Chama-se “Gente pouco recomendável”

O livro de Sarah Wynn-Williams, antiga diretora de Políticas Públicas Globais do Facebook chega às livrarias portuguesas a 21 de janeiro pela Editorial Presença. “Gente Pouco Recomendável – Uma história real sobre poder, ganância e idealismo perdido” é apresentado como o livro que Mark Zuckerberg tentou silenciar e promete um retrato crítico do interior de uma das empresas mais influentes do século XXI.

O livro relata a experiência da autora dentro do Facebook, a partir de 2009, quando Sarah Wynn-Williams, então diplomata neozelandesa, decidiu mudar de carreira e integrar a empresa que prometia “mudar o mundo”. À medida que ascende na hierarquia, descreve um ambiente marcado por ambição, misoginia e hipocrisia, num contexto de poder sem escrutínio e de uma cultura empresarial obcecada pelo crescimento.
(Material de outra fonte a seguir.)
// region:    --- Imports
use crate::auth::AuthUser;
use crate::catalog::model::{Page, Product, ProductFilter};
use crate::dashboard::model::SellerDashboard;
use crate::error::AppResult;
use crate::orders::model::OrderSummary;
use crate::query::handlers as query;
use crate::state::AppState;
use axum::extract::{Query, State};
use axum::Json;

// endregion: --- Imports

pub async fn handle_dashboard(
    State(state): State<AppState>,
    user: AuthUser,
) -> AppResult<Json<SellerDashboard>> {
    user.require_seller()?;
    Ok(Json(query::get_seller_dashboard(&state.db, user.id).await?))
}

/// 내 상품 (상태를 지정하지 않으면 전체)
pub async fn handle_products(
    State(state): State<AppState>,
    user: AuthUser,
    Query(mut filter): Query<ProductFilter>,
) -> AppResult<Json<Page<Product>>> {
    user.require_seller()?;
    filter.seller_id = Some(user.id);
    Ok(Json(query::list_products(&state.db, &filter).await?))
}

pub async fn handle_orders(
    State(state): State<AppState>,
    user: AuthUser,
) -> AppResult<Json<Vec<OrderSummary>>> {
    user.require_seller()?;
    Ok(Json(query::get_seller_orders(&state.db, user.id).await?))
}
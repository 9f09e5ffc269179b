use crate::reviews::model::RatingView;
use chrono::{DateTime, Utc};
use serde::{Deserialize, Serialize};
use std::fmt;
use std::str::FromStr;
use validator::Validate;

// 사용자 모델
#[derive(Debug, Clone, Serialize, Deserialize, sqlx::FromRow)]
pub struct User {
    pub id: i64,
    pub email: String,
    #[serde(skip_serializing)]
    pub password_hash: String,
    pub full_name: String,
    pub address: Option<String>,
    pub role: String,
    pub is_active: bool,
    pub seller_requested_at: Option<DateTime<Utc>>,
    pub created_at: DateTime<Utc>,
}

impl User {
    pub fn user_role(&self) -> UserRole {
        self.role.parse().unwrap_or(UserRole::Bidder)
    }
}

/// 사용자 역할
#[derive(Debug, Clone, Copy, PartialEq, Eq, Serialize, Deserialize)]
#[serde(rename_all = "lowercase")]
pub enum UserRole {
    Bidder,
    Seller,
    Admin,
}

impl UserRole {
    pub fn as_str(&self) -> &'static str {
        match self {
            UserRole::Bidder => "bidder",
            UserRole::Seller => "seller",
            UserRole::Admin => "admin",
        }
    }

    /// 상품 등록 가능 여부
    pub fn can_sell(&self) -> bool {
        matches!(self, UserRole::Seller | UserRole::Admin)
    }
}

impl FromStr for UserRole {
    type Err = String;

    fn from_str(s: &str) -> Result<Self, Self::Err> {
        match s {
            "bidder" => Ok(UserRole::Bidder),
            "seller" => Ok(UserRole::Seller),
            "admin" => Ok(UserRole::Admin),
            other => Err(format!("알 수 없는 역할: {}", other)),
        }
    }
}

impl fmt::Display for UserRole {
    fn fmt(&self, f: &mut fmt::Formatter<'_>) -> fmt::Result {
        f.write_str(self.as_str())
    }
}

/// 공개 프로필
#[derive(Debug, Serialize)]
pub struct PublicProfile {
    pub id: i64,
    pub full_name: String,
    pub role: String,
    pub created_at: DateTime<Utc>,
    pub rating: RatingView,
}

#[derive(Debug, Deserialize, Validate)]
pub struct UpdateProfileRequest {
    #[validate(length(min = 1, max = 100, message = "이름은 1~100자여야 합니다."))]
    pub full_name: String,
    #[validate(length(max = 500, message = "주소는 500자 이하여야 합니다."))]
    pub address: Option<String>,
}

#[derive(Debug, Deserialize, Validate)]
pub struct ChangePasswordRequest {
    pub current_password: String,
    #[validate(length(min = 8, max = 128, message = "비밀번호는 8자 이상이어야 합니다."))]
    pub new_password: String,
}

/// 내가 입찰한 상품
#[derive(Debug, Serialize, sqlx::FromRow)]
pub struct MyBidView {
    pub product_id: i64,
    pub title: String,
    pub status: String,
    pub current_price: i64,
    pub end_time: DateTime<Utc>,
    pub my_highest_bid: i64,
    pub leading: bool,
}

#[cfg(test)]
mod tests {
    use super::*;

    #[test]
    fn roles_parse_and_gate_selling() {
        assert_eq!("seller".parse::<UserRole>().unwrap(), UserRole::Seller);
        assert!("root".parse::<UserRole>().is_err());
        assert!(UserRole::Admin.can_sell());
        assert!(!UserRole::Bidder.can_sell());
    }

    #[test]
    fn password_hash_is_never_serialized() {
        let user = User {
            id: 1,
            email: "a@b.c".into(),
            password_hash: "$2b$secret".into(),
            full_name: "A".into(),
            address: None,
            role: "bidder".into(),
            is_active: true,
            seller_requested_at: None,
            created_at: Utc::now(),
        };
        let json = serde_json::to_value(&user).unwrap();
        assert!(json.get("password_hash").is_none());
        assert_eq!(json["email"], "a@b.c");
    }
}
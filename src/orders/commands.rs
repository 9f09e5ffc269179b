/// 주문 커맨드
/// 1. 구매자/판매자 상태 변경
/// 2. 결제 기한 초과 주문 취소 (스케줄러)
// region:    --- Imports
use crate::auction::events::MarketEvent;
use crate::auction::lifecycle::append_all;
use crate::auth::AuthUser;
use crate::database::DatabaseManager;
use crate::error::{AppError, AppResult};
use crate::event_store::EventPublisher;
use crate::orders::model::{Order, UpdateOrderRequest};
use crate::orders::status::{validate_transition, OrderActor, OrderStatus, TransitionPayload};
use crate::query::handlers as query;
use chrono::{DateTime, Utc};
use sqlx::PgConnection;
use tracing::{info, warn};

// endregion: --- Imports

pub const PAYMENT_DEADLINE_REASON: &str = "payment deadline exceeded";
const NO_PURCHASE_REVIEW: &str = "낙찰자가 구매를 완료하지 않았습니다.";

/// 주문 당사자의 역할
pub fn actor_for(order: &Order, user_id: i64) -> Option<OrderActor> {
    if order.buyer_id == user_id {
        Some(OrderActor::Buyer)
    } else if order.seller_id == user_id {
        Some(OrderActor::Seller)
    } else {
        None
    }
}

/// 상태 전이 적용 (트랜잭션 안에서)
/// 판매자/시스템 취소는 낙찰자에게 부정 평가를 남긴다.
pub async fn apply_transition(
    conn: &mut PgConnection,
    order: &Order,
    to: OrderStatus,
    actor: OrderActor,
    payload: &TransitionPayload,
    now: DateTime<Utc>,
) -> AppResult<(Order, MarketEvent)> {
    let from = order.order_status()?;
    validate_transition(from, to, actor, payload)?;

    let updated = sqlx::query_as::<_, Order>(
        "UPDATE orders SET
            status = $1,
            shipping_address = COALESCE($2, shipping_address),
            tracking_number = COALESCE($3, tracking_number),
            cancel_reason = COALESCE($4, cancel_reason),
            payment_intent_id = COALESCE($5, payment_intent_id),
            updated_at = $6
         WHERE id = $7 AND status = $8
         RETURNING id, product_id, buyer_id, seller_id, final_price, status, shipping_address,
                   tracking_number, payment_intent_id, cancel_reason, payment_deadline, created_at, updated_at",
    )
    .bind(to.as_str())
    .bind(payload.shipping_address.as_deref())
    .bind(payload.tracking_number.as_deref())
    .bind(payload.cancel_reason.as_deref())
    .bind(payload.payment_intent_id.as_deref())
    .bind(now)
    .bind(order.id)
    .bind(from.as_str())
    .fetch_optional(&mut *conn)
    .await?
    .ok_or_else(|| AppError::Conflict("주문 상태가 이미 변경되었습니다.".to_string()))?;

    if to == OrderStatus::Cancelled && actor != OrderActor::Buyer {
        sqlx::query(
            "INSERT INTO reviews (order_id, reviewer_id, reviewee_id, score, comment)
             VALUES ($1, $2, $3, -1, $4)
             ON CONFLICT (order_id, reviewer_id) DO NOTHING",
        )
        .bind(order.id)
        .bind(order.seller_id)
        .bind(order.buyer_id)
        .bind(NO_PURCHASE_REVIEW)
        .execute(&mut *conn)
        .await?;
    }

    info!(
        "{:<12} --> 주문 상태 변경 order: {} {} -> {} ({:?})",
        "Command", order.id, from, to, actor
    );

    let event = MarketEvent::OrderStatusChanged {
        order_id: updated.id,
        buyer_id: updated.buyer_id,
        seller_id: updated.seller_id,
        from: from.to_string(),
        to: to.to_string(),
        timestamp: now,
    };
    Ok((updated, event))
}

/// 1. 구매자/판매자 상태 변경
pub async fn handle_update_order(
    db_manager: &DatabaseManager,
    publisher: &dyn EventPublisher,
    user: AuthUser,
    order_id: i64,
    req: UpdateOrderRequest,
) -> AppResult<Order> {
    let to: OrderStatus = req.status.parse()?;
    let mut tx = db_manager.pool().begin().await?;

    let order = query::get_order(&mut *tx, order_id).await?;
    let actor = actor_for(&order, user.id)
        .ok_or_else(|| AppError::Forbidden("주문 당사자가 아닙니다.".to_string()))?;

    let (updated, event) =
        apply_transition(&mut tx, &order, to, actor, &req.payload(), Utc::now()).await?;
    let stored = append_all(&mut tx, &[event]).await?;
    tx.commit().await?;

    publisher.publish_all(&stored).await;
    Ok(updated)
}

/// 2. 결제 기한이 지난 주문 취소
pub async fn cancel_expired_orders(
    db_manager: &DatabaseManager,
    publisher: &dyn EventPublisher,
    now: DateTime<Utc>,
) -> AppResult<usize> {
    let expired: Vec<i64> = sqlx::query_scalar(
        "SELECT id FROM orders WHERE status = 'pending_payment' AND payment_deadline < $1",
    )
    .bind(now)
    .fetch_all(db_manager.pool())
    .await?;

    let mut cancelled = 0;
    for order_id in expired {
        let mut tx = db_manager.pool().begin().await?;
        let order = query::get_order(&mut *tx, order_id).await?;
        let payload = TransitionPayload {
            cancel_reason: Some(PAYMENT_DEADLINE_REASON.to_string()),
            ..TransitionPayload::default()
        };
        match apply_transition(
            &mut tx,
            &order,
            OrderStatus::Cancelled,
            OrderActor::System,
            &payload,
            now,
        )
        .await
        {
            Ok((_, event)) => {
                let stored = append_all(&mut tx, &[event]).await?;
                tx.commit().await?;
                publisher.publish_all(&stored).await;
                cancelled += 1;
            }
            // 그 사이 결제가 확인된 주문
            Err(AppError::Conflict(_)) | Err(AppError::Transition(_)) => {
                warn!("{:<12} --> 주문 {} 취소 건너뜀", "Scheduler", order_id);
            }
            Err(e) => return Err(e),
        }
    }
    Ok(cancelled)
}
“Este é o livro que Mark Zuckerberg tentou silenciar, e muito provavelmente, com boas razões para isso. Com uma voz crítica, franca, mas ao mesmo tempo deliciosamente sarcástica, este livro é um retrato implacável sobre a corrupção moral e política do setor digital, revelando a leviandade com que são tomadas as grandes decisões que condicionam a vida de milhares de milhões de pessoas”, lê-se na sinopse.

A autora está proibida de promover o livro uma vez que, nos Estados Unidos, a Meta conseguiu uma decisão jurídica que determina a suspensão temporária da promoção do livro por parte da autora. De acordo com o Guardian, tribunal considerou que, sem essa medida, a empresa sofreria uma “perda imediata e irreparável”. 

Um porta-voz da Meta afirmou que a decisão confirma que o livro é “falso e difamatório” e que “nunca deveria ter sido publicado”. 

Sarah Wynn-Williams é ex-diplomata da Nova Zelândia, antiga advogada e dedica-se atualmente às questões da tecnologia e da inteligência artificial. O livro chega agora ao mercado português num contexto de forte polémica internacional em torno do seu conteúdo.